Given data:
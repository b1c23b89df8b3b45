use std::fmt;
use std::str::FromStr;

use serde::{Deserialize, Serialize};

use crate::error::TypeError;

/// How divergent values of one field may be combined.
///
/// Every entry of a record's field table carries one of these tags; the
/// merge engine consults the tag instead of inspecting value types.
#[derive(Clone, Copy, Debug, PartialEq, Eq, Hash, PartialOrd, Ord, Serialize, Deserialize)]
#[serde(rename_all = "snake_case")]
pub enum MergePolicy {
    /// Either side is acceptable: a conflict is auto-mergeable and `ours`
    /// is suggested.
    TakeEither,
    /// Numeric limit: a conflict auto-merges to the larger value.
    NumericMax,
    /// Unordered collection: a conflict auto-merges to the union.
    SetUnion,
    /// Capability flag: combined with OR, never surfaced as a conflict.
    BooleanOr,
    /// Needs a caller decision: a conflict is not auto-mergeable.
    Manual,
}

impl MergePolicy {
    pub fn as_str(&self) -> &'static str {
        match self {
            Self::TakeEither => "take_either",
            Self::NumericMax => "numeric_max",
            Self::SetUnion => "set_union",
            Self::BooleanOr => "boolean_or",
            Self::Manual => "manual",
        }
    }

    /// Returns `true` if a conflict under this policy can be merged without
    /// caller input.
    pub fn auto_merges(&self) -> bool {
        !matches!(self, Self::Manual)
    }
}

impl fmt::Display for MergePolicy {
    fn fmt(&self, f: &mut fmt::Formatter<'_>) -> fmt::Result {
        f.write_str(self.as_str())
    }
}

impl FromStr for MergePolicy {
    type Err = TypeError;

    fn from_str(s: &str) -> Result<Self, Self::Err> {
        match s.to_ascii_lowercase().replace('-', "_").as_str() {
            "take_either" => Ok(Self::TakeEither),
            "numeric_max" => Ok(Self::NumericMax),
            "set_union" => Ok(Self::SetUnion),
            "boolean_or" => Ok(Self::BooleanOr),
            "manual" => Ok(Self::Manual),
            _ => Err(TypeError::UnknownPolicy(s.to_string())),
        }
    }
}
--
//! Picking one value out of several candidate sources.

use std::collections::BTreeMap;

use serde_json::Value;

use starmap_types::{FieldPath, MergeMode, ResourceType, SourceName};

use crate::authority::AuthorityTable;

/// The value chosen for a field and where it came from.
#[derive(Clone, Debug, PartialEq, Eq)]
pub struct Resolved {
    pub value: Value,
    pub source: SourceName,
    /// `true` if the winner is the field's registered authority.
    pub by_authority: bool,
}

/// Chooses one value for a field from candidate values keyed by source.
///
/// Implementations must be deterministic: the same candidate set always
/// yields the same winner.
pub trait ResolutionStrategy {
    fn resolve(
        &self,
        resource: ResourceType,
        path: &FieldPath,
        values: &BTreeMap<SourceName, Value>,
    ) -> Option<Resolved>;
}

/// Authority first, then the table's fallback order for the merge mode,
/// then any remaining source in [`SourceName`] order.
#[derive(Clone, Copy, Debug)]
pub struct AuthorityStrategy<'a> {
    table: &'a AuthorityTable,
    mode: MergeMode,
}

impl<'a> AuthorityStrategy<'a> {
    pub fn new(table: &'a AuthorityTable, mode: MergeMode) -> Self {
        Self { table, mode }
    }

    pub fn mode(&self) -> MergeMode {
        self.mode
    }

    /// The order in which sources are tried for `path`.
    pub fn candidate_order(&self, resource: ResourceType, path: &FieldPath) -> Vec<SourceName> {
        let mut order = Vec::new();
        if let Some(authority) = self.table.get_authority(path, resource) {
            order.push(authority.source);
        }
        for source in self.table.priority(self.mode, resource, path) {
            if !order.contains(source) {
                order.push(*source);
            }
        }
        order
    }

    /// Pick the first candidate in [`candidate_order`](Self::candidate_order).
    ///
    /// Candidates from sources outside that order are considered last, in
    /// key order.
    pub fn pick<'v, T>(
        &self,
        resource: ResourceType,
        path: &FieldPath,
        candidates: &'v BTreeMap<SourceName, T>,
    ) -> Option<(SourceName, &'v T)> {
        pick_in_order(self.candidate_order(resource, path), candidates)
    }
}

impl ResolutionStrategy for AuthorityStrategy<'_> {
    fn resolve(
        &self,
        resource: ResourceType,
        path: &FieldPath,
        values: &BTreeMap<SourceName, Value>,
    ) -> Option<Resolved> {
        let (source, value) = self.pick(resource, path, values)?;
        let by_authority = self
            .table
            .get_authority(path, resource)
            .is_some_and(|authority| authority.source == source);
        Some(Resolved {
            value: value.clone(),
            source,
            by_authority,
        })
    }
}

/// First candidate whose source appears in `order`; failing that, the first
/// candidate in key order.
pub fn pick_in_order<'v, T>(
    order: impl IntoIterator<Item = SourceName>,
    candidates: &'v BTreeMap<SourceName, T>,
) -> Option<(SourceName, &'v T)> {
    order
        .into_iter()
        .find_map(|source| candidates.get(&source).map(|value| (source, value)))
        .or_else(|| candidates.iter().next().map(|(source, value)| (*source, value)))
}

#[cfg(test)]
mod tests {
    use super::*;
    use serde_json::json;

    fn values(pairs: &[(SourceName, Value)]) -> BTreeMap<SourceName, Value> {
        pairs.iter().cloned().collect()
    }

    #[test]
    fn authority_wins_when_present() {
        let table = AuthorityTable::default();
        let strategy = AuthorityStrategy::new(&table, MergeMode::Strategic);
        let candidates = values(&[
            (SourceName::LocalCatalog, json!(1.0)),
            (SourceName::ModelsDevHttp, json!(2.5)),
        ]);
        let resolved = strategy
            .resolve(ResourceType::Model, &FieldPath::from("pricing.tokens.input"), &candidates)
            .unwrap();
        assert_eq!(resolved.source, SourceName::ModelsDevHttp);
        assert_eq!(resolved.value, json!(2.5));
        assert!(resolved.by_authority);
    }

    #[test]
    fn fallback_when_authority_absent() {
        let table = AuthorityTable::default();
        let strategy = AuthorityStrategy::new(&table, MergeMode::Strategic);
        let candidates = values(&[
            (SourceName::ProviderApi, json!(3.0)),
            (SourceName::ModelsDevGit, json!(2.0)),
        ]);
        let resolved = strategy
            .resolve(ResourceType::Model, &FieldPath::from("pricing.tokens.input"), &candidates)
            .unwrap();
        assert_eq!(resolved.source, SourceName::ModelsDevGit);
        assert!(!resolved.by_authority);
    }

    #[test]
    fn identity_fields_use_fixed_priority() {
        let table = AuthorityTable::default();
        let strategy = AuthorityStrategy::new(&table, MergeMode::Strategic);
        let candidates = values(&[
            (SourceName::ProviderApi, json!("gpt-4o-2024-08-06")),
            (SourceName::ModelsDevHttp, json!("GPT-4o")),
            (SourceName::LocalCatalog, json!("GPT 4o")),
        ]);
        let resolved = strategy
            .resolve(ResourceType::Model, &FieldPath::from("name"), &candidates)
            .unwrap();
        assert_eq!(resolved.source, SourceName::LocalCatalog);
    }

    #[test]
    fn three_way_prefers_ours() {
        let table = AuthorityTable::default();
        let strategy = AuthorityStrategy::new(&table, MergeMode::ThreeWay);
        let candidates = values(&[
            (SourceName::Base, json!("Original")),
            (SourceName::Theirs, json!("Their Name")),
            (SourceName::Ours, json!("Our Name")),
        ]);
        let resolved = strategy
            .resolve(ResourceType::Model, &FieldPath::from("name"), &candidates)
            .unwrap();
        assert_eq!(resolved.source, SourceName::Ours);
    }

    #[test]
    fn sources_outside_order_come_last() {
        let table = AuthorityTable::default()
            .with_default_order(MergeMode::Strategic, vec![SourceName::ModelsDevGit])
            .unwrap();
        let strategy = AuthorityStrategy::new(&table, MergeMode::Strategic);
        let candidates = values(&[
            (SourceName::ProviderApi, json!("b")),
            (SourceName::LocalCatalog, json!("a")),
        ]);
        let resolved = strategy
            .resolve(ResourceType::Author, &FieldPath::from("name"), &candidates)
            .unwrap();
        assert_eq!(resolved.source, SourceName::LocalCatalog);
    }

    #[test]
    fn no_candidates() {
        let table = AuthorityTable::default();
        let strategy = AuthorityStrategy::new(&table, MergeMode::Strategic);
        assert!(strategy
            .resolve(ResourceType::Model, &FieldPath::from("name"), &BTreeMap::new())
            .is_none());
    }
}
--
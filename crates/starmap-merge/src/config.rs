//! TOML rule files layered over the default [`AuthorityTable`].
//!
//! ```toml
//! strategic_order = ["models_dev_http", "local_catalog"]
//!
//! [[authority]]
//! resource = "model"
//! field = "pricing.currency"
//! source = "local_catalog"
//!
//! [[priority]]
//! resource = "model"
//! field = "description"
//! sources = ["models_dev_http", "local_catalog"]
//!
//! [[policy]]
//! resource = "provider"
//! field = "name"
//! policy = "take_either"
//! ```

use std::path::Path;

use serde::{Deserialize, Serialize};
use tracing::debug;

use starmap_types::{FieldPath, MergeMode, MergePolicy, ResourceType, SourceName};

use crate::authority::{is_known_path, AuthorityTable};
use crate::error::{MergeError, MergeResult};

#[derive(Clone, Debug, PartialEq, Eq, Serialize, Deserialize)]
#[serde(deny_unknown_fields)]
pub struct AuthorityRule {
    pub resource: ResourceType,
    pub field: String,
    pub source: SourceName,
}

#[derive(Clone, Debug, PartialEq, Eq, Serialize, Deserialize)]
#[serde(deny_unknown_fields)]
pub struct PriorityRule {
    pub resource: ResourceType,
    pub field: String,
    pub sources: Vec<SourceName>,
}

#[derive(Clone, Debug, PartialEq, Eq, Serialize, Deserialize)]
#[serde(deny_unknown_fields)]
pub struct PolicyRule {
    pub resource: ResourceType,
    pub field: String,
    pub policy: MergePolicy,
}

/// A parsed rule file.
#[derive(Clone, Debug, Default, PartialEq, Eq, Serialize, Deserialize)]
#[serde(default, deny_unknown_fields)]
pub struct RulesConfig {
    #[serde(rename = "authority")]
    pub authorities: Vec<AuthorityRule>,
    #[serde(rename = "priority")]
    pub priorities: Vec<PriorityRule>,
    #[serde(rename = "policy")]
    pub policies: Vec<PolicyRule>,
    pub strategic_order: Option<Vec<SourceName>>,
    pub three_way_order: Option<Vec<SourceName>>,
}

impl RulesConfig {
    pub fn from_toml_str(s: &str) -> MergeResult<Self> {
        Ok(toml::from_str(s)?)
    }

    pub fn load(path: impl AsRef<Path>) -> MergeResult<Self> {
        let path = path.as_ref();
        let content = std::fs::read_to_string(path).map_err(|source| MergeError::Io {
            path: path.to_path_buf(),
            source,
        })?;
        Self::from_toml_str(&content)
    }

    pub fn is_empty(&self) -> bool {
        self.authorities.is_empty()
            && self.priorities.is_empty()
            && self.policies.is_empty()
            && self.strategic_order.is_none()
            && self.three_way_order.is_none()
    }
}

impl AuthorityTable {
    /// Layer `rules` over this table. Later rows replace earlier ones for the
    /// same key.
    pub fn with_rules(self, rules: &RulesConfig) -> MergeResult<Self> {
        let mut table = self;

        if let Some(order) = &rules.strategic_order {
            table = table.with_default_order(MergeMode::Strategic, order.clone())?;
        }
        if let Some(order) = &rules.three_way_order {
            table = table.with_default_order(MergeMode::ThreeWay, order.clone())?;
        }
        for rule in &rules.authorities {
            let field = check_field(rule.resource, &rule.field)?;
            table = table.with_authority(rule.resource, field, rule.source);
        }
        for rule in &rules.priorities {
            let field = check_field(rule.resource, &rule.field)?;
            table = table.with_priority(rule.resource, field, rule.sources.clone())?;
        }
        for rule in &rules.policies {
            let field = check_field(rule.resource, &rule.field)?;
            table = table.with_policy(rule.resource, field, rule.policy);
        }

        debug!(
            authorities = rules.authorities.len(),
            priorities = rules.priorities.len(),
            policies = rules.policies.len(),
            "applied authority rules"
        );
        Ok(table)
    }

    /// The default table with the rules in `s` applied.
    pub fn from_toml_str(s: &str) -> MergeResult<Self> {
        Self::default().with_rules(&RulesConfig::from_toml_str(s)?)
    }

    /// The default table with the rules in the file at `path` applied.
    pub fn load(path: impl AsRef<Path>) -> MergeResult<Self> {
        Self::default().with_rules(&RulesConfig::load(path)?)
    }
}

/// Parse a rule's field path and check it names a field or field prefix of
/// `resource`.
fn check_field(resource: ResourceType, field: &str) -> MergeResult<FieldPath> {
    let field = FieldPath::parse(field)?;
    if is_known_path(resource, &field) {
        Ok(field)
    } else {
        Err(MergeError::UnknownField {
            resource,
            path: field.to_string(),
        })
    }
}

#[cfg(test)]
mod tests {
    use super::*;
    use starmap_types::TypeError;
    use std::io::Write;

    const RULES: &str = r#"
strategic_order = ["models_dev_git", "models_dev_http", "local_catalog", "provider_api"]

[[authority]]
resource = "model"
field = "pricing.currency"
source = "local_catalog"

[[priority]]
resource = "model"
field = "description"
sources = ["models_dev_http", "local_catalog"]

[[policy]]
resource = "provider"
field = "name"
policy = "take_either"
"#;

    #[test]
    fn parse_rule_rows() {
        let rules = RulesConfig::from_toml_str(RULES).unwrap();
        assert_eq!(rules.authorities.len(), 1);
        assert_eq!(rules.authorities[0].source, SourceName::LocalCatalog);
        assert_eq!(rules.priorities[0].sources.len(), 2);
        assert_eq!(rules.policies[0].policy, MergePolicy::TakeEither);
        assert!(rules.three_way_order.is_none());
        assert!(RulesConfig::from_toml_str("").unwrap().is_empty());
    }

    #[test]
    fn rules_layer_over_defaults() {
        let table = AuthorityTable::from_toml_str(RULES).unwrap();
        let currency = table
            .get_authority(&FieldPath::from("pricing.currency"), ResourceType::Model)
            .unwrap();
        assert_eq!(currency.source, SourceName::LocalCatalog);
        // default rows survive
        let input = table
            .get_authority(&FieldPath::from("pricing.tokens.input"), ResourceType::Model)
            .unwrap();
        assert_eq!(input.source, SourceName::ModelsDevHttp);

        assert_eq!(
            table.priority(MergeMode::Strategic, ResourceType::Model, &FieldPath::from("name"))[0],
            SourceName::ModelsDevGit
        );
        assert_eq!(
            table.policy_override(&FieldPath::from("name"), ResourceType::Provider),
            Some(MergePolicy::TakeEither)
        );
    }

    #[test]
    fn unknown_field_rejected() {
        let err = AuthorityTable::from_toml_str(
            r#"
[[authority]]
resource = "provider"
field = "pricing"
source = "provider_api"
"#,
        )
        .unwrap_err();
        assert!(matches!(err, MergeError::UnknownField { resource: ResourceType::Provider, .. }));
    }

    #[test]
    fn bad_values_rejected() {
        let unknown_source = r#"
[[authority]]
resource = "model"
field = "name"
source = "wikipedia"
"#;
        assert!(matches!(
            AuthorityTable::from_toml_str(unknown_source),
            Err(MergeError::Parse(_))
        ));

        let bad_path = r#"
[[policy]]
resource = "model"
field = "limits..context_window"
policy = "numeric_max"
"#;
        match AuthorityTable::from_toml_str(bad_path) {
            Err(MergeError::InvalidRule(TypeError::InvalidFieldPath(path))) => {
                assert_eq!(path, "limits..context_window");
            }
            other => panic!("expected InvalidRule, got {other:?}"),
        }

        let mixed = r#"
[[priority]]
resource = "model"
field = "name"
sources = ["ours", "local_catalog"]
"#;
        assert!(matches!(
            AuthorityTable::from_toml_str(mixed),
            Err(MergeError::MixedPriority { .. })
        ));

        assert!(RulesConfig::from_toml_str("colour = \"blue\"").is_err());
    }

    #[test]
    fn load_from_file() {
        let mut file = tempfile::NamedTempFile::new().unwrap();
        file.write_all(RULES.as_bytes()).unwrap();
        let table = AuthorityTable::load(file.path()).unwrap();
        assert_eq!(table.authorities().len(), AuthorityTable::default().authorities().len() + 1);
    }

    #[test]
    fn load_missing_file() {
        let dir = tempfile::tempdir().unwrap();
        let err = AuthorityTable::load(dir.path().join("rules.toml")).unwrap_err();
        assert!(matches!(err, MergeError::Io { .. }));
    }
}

Exercise aim:
Above are the records; copy each line from them that includes the string "combined".

Solved problem:
/// How divergent values of one field may be combined.
    /// Capability flag: combined with OR, never surfaced as a conflict.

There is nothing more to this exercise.